**EXERCISE DETAILS**
Going line by line through the entries, count those containing "AppState" and state only the result.

**DATA RECORDS**
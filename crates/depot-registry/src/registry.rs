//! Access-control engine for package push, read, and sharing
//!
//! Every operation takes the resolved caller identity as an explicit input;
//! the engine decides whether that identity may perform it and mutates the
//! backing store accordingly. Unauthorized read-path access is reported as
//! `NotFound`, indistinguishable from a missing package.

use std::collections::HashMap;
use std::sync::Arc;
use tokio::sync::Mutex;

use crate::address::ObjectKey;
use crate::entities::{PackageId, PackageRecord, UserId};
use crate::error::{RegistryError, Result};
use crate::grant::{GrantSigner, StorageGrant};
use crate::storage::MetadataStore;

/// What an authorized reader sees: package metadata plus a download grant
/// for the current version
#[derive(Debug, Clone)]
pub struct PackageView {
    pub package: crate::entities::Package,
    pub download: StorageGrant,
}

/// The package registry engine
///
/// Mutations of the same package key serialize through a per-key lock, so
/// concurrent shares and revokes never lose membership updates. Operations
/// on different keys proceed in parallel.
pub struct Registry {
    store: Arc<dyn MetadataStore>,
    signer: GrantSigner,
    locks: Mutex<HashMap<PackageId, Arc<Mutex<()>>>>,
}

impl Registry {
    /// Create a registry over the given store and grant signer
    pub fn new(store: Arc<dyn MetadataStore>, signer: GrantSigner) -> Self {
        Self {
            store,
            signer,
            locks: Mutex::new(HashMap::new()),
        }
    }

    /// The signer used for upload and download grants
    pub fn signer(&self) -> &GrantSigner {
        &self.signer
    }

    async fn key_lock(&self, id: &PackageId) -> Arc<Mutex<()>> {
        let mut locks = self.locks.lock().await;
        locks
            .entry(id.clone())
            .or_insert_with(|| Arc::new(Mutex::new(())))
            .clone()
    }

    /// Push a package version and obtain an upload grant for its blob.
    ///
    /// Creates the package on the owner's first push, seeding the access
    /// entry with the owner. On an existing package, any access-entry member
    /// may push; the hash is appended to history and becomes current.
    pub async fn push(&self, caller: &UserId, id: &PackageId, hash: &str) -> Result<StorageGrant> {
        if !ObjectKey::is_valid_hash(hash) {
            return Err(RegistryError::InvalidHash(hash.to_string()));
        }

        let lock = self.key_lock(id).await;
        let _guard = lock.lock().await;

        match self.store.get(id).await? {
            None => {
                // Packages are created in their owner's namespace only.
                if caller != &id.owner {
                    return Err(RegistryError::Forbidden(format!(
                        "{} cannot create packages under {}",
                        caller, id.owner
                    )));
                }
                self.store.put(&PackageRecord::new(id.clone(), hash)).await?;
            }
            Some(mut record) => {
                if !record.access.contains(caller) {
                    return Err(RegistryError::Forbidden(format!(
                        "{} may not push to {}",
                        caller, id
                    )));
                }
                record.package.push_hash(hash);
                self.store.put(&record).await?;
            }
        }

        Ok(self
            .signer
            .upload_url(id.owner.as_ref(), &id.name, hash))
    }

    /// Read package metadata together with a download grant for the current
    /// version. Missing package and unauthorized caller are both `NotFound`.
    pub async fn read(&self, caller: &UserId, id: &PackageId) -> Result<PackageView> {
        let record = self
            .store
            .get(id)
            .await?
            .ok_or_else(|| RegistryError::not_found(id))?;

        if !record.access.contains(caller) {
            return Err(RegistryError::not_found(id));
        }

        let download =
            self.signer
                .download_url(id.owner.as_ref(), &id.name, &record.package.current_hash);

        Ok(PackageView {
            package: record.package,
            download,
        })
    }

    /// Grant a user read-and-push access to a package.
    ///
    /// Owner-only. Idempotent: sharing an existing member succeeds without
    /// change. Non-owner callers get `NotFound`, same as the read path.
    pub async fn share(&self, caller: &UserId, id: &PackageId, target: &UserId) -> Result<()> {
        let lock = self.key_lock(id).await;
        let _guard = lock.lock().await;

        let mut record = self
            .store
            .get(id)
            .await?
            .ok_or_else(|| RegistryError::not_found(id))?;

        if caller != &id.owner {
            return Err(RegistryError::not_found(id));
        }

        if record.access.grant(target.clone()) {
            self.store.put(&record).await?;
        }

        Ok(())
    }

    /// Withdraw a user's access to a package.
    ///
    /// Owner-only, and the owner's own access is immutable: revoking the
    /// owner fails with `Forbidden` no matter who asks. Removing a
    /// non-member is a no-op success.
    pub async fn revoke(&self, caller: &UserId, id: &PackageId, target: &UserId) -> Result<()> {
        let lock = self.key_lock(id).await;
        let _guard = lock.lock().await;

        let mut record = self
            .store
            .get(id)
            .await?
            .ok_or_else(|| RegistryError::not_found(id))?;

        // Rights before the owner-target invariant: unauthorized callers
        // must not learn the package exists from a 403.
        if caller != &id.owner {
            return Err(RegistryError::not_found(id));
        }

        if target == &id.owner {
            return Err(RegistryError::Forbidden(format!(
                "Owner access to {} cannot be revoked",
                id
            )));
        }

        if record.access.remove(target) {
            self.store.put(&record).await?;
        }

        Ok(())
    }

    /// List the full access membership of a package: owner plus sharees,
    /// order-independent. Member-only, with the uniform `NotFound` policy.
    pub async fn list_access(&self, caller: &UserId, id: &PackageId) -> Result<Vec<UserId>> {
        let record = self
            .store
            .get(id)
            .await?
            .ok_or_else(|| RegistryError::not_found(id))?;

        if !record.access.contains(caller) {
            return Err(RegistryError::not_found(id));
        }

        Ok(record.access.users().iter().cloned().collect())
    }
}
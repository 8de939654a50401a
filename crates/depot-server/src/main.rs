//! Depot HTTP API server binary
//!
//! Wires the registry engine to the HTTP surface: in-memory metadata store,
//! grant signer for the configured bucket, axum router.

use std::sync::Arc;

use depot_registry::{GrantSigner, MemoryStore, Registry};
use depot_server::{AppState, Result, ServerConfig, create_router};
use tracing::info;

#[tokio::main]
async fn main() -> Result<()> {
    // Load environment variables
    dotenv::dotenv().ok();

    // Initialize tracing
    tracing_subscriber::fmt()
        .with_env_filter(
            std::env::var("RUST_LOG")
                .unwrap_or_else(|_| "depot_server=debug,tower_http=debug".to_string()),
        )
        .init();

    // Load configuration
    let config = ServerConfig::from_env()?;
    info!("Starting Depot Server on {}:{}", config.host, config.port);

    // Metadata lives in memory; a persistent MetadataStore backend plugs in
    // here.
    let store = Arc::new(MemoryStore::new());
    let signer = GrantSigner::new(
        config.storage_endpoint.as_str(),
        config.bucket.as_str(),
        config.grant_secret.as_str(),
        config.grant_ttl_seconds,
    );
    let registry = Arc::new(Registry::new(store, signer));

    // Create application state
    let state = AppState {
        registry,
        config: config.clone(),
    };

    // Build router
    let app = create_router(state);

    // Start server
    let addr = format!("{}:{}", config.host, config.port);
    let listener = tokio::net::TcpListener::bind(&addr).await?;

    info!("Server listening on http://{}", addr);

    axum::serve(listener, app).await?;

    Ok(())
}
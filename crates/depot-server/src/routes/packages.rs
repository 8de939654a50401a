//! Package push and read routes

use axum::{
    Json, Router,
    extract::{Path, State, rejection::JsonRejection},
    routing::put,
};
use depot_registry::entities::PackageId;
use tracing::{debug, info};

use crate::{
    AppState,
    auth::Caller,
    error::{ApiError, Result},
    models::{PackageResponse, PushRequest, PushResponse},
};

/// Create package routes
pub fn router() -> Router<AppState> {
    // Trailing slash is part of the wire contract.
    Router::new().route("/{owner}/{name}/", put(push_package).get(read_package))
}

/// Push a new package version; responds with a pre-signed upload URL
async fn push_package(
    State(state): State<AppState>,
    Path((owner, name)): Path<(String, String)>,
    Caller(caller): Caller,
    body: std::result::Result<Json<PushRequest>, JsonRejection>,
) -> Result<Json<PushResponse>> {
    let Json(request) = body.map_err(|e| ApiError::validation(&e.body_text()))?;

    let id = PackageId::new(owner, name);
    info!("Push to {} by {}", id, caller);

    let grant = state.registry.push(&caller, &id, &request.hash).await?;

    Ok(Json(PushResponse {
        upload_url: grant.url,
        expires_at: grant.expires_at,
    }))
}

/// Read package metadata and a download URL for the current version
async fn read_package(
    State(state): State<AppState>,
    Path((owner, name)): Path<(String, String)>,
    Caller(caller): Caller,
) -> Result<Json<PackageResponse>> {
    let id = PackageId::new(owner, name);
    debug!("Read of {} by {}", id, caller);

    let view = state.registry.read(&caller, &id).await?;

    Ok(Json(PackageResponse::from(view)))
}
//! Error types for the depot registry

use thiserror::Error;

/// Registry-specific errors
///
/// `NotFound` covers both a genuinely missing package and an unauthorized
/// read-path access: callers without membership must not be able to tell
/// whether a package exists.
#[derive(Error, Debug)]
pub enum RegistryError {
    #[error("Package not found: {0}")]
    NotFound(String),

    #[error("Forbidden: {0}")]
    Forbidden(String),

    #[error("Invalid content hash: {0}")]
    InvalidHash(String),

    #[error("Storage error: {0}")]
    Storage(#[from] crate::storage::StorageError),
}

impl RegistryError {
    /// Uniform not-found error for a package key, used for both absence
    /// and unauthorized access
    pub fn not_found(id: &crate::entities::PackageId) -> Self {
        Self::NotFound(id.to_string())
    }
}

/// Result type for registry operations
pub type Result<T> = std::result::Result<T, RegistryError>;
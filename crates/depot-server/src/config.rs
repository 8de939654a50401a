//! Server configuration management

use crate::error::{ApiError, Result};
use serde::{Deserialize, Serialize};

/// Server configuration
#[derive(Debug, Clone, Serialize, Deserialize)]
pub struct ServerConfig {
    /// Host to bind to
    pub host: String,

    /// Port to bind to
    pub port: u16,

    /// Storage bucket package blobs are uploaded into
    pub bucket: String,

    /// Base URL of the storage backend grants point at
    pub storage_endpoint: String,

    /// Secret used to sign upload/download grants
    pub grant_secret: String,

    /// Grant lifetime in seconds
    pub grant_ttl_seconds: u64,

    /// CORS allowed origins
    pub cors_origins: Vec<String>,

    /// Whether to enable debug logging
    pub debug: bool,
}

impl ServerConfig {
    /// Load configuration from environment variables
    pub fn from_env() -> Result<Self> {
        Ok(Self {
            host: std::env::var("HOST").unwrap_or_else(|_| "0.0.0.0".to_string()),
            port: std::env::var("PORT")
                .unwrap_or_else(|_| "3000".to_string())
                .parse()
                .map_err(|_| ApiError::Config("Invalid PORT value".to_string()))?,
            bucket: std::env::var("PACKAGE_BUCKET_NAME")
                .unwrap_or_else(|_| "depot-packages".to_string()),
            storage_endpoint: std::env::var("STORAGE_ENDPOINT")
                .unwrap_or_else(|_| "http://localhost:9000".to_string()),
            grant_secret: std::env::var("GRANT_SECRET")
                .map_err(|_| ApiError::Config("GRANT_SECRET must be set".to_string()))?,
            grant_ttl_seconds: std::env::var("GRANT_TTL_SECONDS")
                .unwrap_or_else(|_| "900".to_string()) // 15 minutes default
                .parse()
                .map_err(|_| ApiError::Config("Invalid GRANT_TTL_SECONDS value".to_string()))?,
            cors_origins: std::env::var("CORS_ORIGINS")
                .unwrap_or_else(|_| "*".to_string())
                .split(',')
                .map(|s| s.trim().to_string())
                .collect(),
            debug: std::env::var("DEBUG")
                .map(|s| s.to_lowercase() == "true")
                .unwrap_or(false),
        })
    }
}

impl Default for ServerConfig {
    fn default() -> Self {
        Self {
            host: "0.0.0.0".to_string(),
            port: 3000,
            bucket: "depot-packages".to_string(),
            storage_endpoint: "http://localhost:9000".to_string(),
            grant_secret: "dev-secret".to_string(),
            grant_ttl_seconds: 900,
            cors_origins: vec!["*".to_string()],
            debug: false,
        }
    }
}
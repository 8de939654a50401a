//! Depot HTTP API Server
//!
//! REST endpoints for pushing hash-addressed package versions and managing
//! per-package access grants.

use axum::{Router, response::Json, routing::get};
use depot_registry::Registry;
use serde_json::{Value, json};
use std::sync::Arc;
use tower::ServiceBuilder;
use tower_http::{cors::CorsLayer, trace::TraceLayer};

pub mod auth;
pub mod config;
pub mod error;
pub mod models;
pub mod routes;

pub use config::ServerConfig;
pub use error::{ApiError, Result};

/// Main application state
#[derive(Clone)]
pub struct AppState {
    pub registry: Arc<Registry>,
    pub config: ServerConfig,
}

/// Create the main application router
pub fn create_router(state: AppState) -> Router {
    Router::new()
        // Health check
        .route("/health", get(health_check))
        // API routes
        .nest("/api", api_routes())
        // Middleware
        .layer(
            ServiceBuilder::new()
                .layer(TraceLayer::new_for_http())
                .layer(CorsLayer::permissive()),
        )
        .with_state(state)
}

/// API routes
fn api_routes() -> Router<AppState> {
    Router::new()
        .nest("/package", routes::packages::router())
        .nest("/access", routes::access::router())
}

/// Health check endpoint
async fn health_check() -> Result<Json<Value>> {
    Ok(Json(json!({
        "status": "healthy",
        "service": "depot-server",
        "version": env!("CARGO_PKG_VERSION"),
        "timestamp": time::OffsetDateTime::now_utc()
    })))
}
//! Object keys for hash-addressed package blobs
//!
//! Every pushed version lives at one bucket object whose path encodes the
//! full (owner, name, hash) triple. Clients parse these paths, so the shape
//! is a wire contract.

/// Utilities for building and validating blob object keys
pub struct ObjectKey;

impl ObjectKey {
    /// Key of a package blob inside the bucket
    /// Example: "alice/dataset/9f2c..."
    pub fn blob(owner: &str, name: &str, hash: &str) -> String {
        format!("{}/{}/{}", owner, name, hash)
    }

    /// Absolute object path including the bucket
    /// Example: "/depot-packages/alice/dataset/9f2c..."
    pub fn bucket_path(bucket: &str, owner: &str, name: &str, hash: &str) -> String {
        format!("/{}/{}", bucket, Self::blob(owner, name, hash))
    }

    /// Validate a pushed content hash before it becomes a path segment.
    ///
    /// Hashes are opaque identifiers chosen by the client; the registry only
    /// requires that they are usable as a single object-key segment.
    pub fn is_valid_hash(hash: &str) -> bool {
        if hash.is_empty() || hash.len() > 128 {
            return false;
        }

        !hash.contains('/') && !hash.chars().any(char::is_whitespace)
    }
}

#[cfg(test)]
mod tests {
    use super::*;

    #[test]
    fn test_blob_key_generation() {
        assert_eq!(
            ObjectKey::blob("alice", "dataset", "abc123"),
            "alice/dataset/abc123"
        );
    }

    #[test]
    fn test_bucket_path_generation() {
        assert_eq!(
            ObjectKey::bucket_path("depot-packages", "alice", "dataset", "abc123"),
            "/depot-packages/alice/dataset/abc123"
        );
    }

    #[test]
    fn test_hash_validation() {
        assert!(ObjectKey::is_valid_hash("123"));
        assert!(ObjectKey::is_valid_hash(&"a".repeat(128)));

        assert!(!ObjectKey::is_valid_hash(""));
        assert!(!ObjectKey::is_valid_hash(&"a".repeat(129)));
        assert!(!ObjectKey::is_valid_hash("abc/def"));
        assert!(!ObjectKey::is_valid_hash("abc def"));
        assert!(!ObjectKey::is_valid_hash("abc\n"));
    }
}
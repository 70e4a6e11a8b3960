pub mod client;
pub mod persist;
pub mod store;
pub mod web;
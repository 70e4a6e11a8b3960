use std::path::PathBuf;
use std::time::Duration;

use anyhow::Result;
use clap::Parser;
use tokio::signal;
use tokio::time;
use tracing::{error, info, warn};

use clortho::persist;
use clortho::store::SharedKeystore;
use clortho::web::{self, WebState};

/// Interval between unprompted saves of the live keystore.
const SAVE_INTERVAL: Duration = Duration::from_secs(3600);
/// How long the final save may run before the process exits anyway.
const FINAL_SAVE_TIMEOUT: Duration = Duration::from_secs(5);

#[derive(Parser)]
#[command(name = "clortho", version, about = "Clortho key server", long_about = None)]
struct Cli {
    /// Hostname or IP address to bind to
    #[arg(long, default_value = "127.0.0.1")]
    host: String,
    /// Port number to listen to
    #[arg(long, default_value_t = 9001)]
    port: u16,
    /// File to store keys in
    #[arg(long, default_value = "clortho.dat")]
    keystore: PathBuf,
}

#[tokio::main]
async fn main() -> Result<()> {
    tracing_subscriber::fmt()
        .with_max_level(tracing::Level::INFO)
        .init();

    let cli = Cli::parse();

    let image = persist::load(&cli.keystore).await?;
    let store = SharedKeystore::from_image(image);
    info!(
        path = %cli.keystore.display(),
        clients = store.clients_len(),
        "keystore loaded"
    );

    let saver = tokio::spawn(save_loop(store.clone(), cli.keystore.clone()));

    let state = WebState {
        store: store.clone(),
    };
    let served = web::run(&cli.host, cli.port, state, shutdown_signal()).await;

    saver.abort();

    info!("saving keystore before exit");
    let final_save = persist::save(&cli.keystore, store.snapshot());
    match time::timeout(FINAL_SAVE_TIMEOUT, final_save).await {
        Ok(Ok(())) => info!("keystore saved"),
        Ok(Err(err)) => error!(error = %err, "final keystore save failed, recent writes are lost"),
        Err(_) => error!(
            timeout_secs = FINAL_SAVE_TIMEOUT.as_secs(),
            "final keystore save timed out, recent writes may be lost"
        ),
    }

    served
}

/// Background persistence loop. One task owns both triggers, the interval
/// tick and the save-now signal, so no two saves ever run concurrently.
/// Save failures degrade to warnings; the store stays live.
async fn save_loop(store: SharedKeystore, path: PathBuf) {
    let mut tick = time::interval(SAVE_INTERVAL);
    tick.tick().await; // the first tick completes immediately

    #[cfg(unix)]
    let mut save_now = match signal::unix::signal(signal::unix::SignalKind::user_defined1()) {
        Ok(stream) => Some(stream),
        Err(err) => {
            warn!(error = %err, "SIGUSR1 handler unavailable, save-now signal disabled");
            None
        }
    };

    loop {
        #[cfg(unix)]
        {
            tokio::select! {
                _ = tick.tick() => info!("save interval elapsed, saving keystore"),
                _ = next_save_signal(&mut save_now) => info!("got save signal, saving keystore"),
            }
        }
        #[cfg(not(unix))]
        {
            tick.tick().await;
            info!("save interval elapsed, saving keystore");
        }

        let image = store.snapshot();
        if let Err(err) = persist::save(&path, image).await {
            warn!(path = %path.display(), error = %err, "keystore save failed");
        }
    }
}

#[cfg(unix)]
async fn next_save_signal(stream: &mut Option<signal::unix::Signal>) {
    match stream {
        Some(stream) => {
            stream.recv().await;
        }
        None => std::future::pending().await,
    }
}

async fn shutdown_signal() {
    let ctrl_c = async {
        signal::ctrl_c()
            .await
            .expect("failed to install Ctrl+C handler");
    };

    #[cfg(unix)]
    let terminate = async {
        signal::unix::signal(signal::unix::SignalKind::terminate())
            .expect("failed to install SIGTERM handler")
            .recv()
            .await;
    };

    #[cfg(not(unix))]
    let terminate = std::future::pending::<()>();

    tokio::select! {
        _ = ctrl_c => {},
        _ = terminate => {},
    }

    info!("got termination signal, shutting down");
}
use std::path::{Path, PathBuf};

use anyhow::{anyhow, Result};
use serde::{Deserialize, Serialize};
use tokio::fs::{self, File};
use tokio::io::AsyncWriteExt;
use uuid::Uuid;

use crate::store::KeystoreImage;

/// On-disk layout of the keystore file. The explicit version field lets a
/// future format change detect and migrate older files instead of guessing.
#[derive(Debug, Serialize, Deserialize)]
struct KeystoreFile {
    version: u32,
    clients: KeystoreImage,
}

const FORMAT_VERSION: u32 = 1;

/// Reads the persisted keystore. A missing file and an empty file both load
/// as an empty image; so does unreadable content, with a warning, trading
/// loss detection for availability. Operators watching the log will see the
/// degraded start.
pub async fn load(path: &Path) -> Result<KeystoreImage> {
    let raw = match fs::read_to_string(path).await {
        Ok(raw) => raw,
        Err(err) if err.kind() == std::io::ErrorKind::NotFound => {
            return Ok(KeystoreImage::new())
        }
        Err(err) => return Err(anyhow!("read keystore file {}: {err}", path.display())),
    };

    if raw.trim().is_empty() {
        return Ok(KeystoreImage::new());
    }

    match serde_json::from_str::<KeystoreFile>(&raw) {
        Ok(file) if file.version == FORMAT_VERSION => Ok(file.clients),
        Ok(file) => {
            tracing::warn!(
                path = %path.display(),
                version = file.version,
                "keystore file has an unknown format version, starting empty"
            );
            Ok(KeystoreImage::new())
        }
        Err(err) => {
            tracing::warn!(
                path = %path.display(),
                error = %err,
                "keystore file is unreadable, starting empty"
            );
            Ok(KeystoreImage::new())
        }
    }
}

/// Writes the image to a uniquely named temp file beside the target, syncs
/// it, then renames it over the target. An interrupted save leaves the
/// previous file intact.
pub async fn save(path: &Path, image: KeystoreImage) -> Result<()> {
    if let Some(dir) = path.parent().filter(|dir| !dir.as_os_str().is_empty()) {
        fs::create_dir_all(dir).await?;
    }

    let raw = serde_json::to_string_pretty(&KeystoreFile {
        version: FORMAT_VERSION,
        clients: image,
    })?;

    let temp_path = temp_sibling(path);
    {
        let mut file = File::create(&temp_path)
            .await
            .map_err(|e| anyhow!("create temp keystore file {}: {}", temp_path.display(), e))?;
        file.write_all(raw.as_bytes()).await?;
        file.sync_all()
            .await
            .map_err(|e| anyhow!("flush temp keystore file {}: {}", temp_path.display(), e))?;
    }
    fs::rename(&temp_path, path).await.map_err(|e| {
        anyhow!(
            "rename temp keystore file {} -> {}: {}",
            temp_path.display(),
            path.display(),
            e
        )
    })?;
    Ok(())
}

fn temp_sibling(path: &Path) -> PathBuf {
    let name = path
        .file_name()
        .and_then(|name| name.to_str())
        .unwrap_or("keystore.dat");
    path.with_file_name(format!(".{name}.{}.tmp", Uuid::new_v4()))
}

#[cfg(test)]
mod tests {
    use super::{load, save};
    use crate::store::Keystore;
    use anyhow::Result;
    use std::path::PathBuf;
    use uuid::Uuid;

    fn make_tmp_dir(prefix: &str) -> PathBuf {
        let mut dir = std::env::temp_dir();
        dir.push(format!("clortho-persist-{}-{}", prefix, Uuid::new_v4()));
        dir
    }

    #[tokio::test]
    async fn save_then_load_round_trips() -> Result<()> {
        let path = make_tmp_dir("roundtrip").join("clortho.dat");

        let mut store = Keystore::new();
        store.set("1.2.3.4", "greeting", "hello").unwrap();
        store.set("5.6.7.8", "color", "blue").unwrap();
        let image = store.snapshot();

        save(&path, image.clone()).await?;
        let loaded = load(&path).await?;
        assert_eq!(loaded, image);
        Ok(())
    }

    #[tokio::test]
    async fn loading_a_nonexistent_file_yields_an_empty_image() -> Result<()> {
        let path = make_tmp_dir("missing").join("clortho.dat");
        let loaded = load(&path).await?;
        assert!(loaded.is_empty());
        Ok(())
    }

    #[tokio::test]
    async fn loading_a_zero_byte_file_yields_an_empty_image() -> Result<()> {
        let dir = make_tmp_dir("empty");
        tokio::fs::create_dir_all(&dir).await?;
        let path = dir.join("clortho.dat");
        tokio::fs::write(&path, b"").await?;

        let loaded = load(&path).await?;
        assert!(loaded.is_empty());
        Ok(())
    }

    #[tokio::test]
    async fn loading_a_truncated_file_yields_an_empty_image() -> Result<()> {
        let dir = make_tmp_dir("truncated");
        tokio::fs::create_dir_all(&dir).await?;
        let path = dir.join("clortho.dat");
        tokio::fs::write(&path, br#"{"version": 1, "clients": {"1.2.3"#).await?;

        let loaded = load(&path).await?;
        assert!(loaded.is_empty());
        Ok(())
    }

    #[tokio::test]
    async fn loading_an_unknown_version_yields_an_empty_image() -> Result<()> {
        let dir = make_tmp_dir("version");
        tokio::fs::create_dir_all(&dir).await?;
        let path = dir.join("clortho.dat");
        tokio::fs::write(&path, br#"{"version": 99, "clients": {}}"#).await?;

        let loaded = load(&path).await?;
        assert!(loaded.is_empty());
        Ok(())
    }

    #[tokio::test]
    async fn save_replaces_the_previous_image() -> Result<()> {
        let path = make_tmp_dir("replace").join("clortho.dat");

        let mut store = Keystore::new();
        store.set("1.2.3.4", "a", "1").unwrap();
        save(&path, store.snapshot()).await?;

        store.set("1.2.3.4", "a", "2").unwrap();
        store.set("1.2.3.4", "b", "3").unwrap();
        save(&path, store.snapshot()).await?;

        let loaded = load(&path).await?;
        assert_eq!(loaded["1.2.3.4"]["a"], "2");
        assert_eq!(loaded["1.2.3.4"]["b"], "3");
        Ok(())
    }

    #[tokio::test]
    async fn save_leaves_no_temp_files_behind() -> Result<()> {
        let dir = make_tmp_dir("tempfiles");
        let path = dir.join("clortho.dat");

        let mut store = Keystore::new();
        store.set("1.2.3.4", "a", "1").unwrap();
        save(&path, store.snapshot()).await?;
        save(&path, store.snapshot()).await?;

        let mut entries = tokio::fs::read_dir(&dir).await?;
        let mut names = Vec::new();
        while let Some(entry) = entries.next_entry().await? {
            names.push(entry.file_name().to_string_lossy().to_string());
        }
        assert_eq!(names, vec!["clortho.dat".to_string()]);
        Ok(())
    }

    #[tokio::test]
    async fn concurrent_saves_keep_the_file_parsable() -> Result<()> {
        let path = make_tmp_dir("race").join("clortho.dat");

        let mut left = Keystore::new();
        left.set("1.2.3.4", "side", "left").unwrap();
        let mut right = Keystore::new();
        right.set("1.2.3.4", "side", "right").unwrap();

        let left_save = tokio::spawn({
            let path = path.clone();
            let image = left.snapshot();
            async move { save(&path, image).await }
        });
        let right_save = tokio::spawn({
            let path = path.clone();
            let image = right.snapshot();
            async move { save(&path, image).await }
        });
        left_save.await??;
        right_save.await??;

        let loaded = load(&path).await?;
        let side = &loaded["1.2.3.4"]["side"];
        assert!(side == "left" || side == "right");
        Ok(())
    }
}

**RESPONSE TO THE TASK**
9